Tutto questo determinerà lo spostamento dell’asse unicamente in direzione dell’Esecutivo, grazie all’attribuzione alla sola Camera dei deputati del rapporto fiduciario col Governo, e, grazie, all’Italicum, al partito di maggioranza relativa: cioè anche col 30% dei voti e col 50% degli astenuti. L’Esecutivo diventerebbe di fatto l’unico regista dei lavori parlamentari. Il Governo dominerà, di fatto, la Camera dei deputati cui non potrà contrapporsi alcun potere esterno, essendo il Senato praticamente irrilevante. E le minoranze interne della Camera dei Deputati? Anch’esse saranno irrilevanti, infatti, l’Art. 64 della riforma prevede che il riconoscimento dei diritti delle opposizioni, ad esempio le Commissioni d’inchiesta, sarà demandato esclusivamente ai regolamenti parlamentari, con la conseguenza che sarà il partito di maggioranza e, quindi, il Governo a definirne il contenuto.

Firma CostituzioneTutto questo progetto sarebbe mosso sempre dallo stesso intento: contenere i costi di funzionamento delle istituzioni. Ma il problema dei costi non è legato unicamente al numero di persone investite, che in questo modo impatta con l’equilibrio fra organi diversi, ed in ogni caso, risultato migliore sarebbe ottenibile con leggi ordinarie e non riforme costituzionali. Limitare il numero dei senatori ad un sesto dei deputati, sopprimere le Province – anche le più grandi e popolose -costituire città metropolitane ancora una volta come enti calati dall’alto… non sono questi metodi di razionalizzazione della spesa, e non sono modi adeguati per garantire né la ricchezza né il tessuto democratico del Paese.

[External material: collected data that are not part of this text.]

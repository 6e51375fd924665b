//! Diary CLI - an end-to-end encrypted personal diary
//!
//! Entries are sealed on this machine with a key only you hold; the store only
//! ever sees ciphertext and clear metadata.

mod app;
mod cli;
mod commands;
mod config;
mod constants;
mod errors;
mod helpers;
mod output;
mod security;
mod ui;

use clap::Parser;
use tracing_subscriber::{fmt, layer::SubscriberExt, util::SubscriberInitExt, EnvFilter};

use app::AppContext;
use cli::{Cli, Commands};
use constants::env_vars;
use errors::{classify, CliError};

/// Logs go to stderr so they never mix with command output.
fn init_tracing(cli: &Cli) {
    let default_level = if cli.verbose { "debug" } else { "warn" };
    let filter = EnvFilter::try_from_env(env_vars::LOG)
        .unwrap_or_else(|_| EnvFilter::new(default_level));

    tracing_subscriber::registry()
        .with(filter)
        .with(
            fmt::layer()
                .with_writer(std::io::stderr)
                .with_target(false)
                .with_ansi(!cli.no_color),
        )
        .init();
}

fn run(cli: &Cli) -> anyhow::Result<()> {
    let ctx = AppContext::new(cli);
    match &cli.command {
        Commands::Init(args) => commands::init::handle_init(&ctx, args),
        Commands::Keygen(args) => commands::session::handle_keygen(&ctx, args),
        Commands::Unlock(args) => commands::session::handle_unlock(&ctx, args),
        Commands::Lock => commands::session::handle_lock(&ctx),
        Commands::Status(args) => commands::session::handle_status(&ctx, args),
        Commands::Add(args) => commands::entries::handle_add(&ctx, args),
        Commands::Edit(args) => commands::entries::handle_edit(&ctx, args),
        Commands::List(args) => commands::entries::handle_list(&ctx, args),
        Commands::Show(args) => commands::entries::handle_show(&ctx, args),
        Commands::Delete(args) => commands::entries::handle_delete(&ctx, args),
        Commands::Legacy(command) => commands::legacy::handle_legacy(&ctx, command),
        Commands::Completions(args) => commands::misc::handle_completions(args),
    }
}

fn main() {
    let cli = Cli::parse();
    init_tracing(&cli);

    if let Err(err) = run(&cli) {
        let err: CliError = classify(err);
        tracing::debug!(code = err.exit_code(), "command failed");
        let ui_ctx = ui::UiContext::from_env(false, cli.no_color);
        let (message, hint) = err.parts();
        ui::print_error(&ui_ctx, message, hint);
        std::process::exit(err.exit_code());
    }
}
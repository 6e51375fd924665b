//! Encryption password validation.

use crate::error::{DiaryError, Result};

/// Validate an encryption password before it is used to seal content.
///
/// The legacy server path only requires a password to be present; anything
/// non-blank is accepted so existing passwords keep working.
pub fn validate_password(password: &str) -> Result<()> {
    if password.trim().is_empty() {
        return Err(DiaryError::Validation(
            "Password is required for encrypting diary content".to_string(),
        ));
    }
    Ok(())
}

#[cfg(test)]
mod tests {
    use super::*;

    #[test]
    fn test_valid_password() {
        assert!(validate_password("correct-horse").is_ok());
        assert!(validate_password("x").is_ok());
    }

    #[test]
    fn test_blank_password_rejected() {
        assert!(validate_password("").is_err());
        assert!(validate_password("   ").is_err());
        assert!(validate_password("\n\t")
            .unwrap_err()
            .to_string()
            .contains("Password is required"));
    }
}
use std::path::{Path, PathBuf};

use serde::{Deserialize, Serialize};
use uuid::Uuid;

use crate::constants::env_vars;

#[derive(Debug, Clone, Serialize, Deserialize)]
pub struct DiaryConfig {
    pub store: StoreSection,
    pub account: AccountSection,
    pub session: SessionSection,
    #[serde(default)]
    pub legacy: LegacySection,
}

#[derive(Debug, Clone, Serialize, Deserialize)]
pub struct StoreSection {
    pub path: String,
}

#[derive(Debug, Clone, Serialize, Deserialize)]
pub struct AccountSection {
    pub owner_id: Uuid,
    /// Per-user salt kept for future password-derived keys. Not consumed yet.
    pub encryption_salt: String,
}

#[derive(Debug, Clone, Serialize, Deserialize)]
pub struct SessionSection {
    pub backend: SessionBackend,
}

#[derive(Debug, Clone, Serialize, Deserialize, Default)]
pub struct LegacySection {
    pub max_concurrent_derivations: Option<usize>,
}

#[derive(Debug, Serialize, Deserialize, Clone, Copy, PartialEq, Eq)]
#[serde(rename_all = "snake_case")]
pub enum SessionBackend {
    Keychain,
    File,
}

impl std::str::FromStr for SessionBackend {
    type Err = anyhow::Error;

    fn from_str(value: &str) -> anyhow::Result<Self> {
        match value.trim() {
            "keychain" => Ok(Self::Keychain),
            "file" => Ok(Self::File),
            other => Err(anyhow::anyhow!(
                "Invalid session backend: {} (use keychain or file)",
                other
            )),
        }
    }
}

impl std::fmt::Display for SessionBackend {
    fn fmt(&self, f: &mut std::fmt::Formatter<'_>) -> std::fmt::Result {
        match self {
            Self::Keychain => write!(f, "keychain"),
            Self::File => write!(f, "file"),
        }
    }
}

impl DiaryConfig {
    pub fn new(
        store_path: PathBuf,
        owner_id: Uuid,
        encryption_salt: String,
        backend: SessionBackend,
        max_concurrent_derivations: Option<usize>,
    ) -> Self {
        Self {
            store: StoreSection {
                path: store_path.to_string_lossy().to_string(),
            },
            account: AccountSection {
                owner_id,
                encryption_salt,
            },
            session: SessionSection { backend },
            legacy: LegacySection {
                max_concurrent_derivations,
            },
        }
    }

    pub fn store_path(&self) -> PathBuf {
        PathBuf::from(&self.store.path)
    }
}

/// Resolve the config file path, checking DIARY_CONFIG first.
pub fn resolve_config_path(flag: Option<&Path>) -> anyhow::Result<PathBuf> {
    if let Some(path) = flag {
        return Ok(path.to_path_buf());
    }
    if let Ok(value) = std::env::var(env_vars::CONFIG) {
        if !value.trim().is_empty() {
            return Ok(PathBuf::from(value));
        }
    }
    default_config_path()
}

pub fn default_config_path() -> anyhow::Result<PathBuf> {
    Ok(xdg_config_dir()?.join("config.toml"))
}

pub fn default_store_path() -> anyhow::Result<PathBuf> {
    Ok(xdg_data_dir()?.join("diary.sqlite3"))
}

/// Directory for the file session backend.
pub fn default_session_dir() -> anyhow::Result<PathBuf> {
    Ok(xdg_data_dir()?.join("session"))
}

pub fn read_config(path: &Path) -> anyhow::Result<DiaryConfig> {
    let contents = std::fs::read_to_string(path)
        .map_err(|e| anyhow::anyhow!("Failed to read config {}: {}", path.display(), e))?;
    toml::from_str(&contents)
        .map_err(|e| anyhow::anyhow!("Failed to parse config {}: {}", path.display(), e))
}

pub fn write_config(path: &Path, config: &DiaryConfig) -> anyhow::Result<()> {
    if let Some(parent) = path.parent() {
        std::fs::create_dir_all(parent).map_err(|e| {
            anyhow::anyhow!(
                "Failed to create config directory {}: {}",
                parent.display(),
                e
            )
        })?;
    }
    let contents =
        toml::to_string_pretty(config).map_err(|e| anyhow::anyhow!("TOML error: {}", e))?;
    std::fs::write(path, contents)
        .map_err(|e| anyhow::anyhow!("Failed to write config {}: {}", path.display(), e))?;
    Ok(())
}

pub fn xdg_config_dir() -> anyhow::Result<PathBuf> {
    if let Ok(value) = std::env::var("XDG_CONFIG_HOME") {
        if !value.trim().is_empty() {
            return Ok(PathBuf::from(value).join("diary"));
        }
    }
    Ok(home_dir()?.join(".config").join("diary"))
}

pub fn xdg_data_dir() -> anyhow::Result<PathBuf> {
    if let Ok(value) = std::env::var("XDG_DATA_HOME") {
        if !value.trim().is_empty() {
            return Ok(PathBuf::from(value).join("diary"));
        }
    }
    Ok(home_dir()?.join(".local").join("share").join("diary"))
}

fn home_dir() -> anyhow::Result<PathBuf> {
    let home = std::env::var("HOME")
        .map_err(|_| anyhow::anyhow!("HOME is not set; cannot resolve default paths"))?;
    Ok(PathBuf::from(home))
}

/// Error message when the config file is missing.
pub fn missing_config_message(config_path: &Path) -> String {
    format!(
        "No diary config found at {}\n\nRun:\n  diary init\n\nOr point at an existing config:\n  DIARY_CONFIG=/path/to/config.toml diary status",
        config_path.display()
    )
}
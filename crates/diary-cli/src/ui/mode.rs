//! Output mode routing.

/// How command results are written to stdout.
#[derive(Debug, Clone, Copy, PartialEq, Eq, Default)]
pub enum OutputMode {
    /// Machine-readable JSON only
    Json,
    /// Stable `key=value` lines for scripts and logs
    #[default]
    Plain,
    /// Tables, badges and colors (TTY only)
    Pretty,
}

impl OutputMode {
    /// `--json` wins; otherwise pretty only on a TTY whose TERM is not dumb.
    pub fn resolve(json_flag: bool, is_tty: bool, term_is_dumb: bool) -> Self {
        if json_flag {
            Self::Json
        } else if is_tty && !term_is_dumb {
            Self::Pretty
        } else {
            Self::Plain
        }
    }

    pub fn is_json(&self) -> bool {
        matches!(self, Self::Json)
    }

    pub fn is_pretty(&self) -> bool {
        matches!(self, Self::Pretty)
    }
}

#[cfg(test)]
mod tests {
    use super::*;

    #[test]
    fn test_json_flag_wins() {
        assert_eq!(OutputMode::resolve(true, true, false), OutputMode::Json);
        assert_eq!(OutputMode::resolve(true, false, true), OutputMode::Json);
    }

    #[test]
    fn test_tty_gets_pretty_unless_dumb() {
        assert_eq!(OutputMode::resolve(false, true, false), OutputMode::Pretty);
        assert_eq!(OutputMode::resolve(false, true, true), OutputMode::Plain);
        assert_eq!(OutputMode::resolve(false, false, false), OutputMode::Plain);
    }
}
pub mod add;
pub mod delete;
pub mod edit;
pub mod list;
pub mod show;

pub use add::handle_add;
pub use delete::handle_delete;
pub use edit::handle_edit;
pub use list::handle_list;
pub use show::handle_show;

L’unico traguardo sarà quello di sfiduciare le forme della politica intesa come partecipazione dei cittadini all’esercizio dei poteri, e la perdita della funzione territoriale della politica e dei riferimenti istituzionali, vero “sale” della nostra democrazia.

Per tutte le motivazione sopra esposte, Polis Sviluppo e Azione, pur essendo convinta della necessità di riforme delle nostre istituzioni, esprime il proprio orientamento contrario alla modifica costituzionale in atto e conferma il proprio “NO” e la mobilitazione per il prossimo referendum costituzionale di ottobre.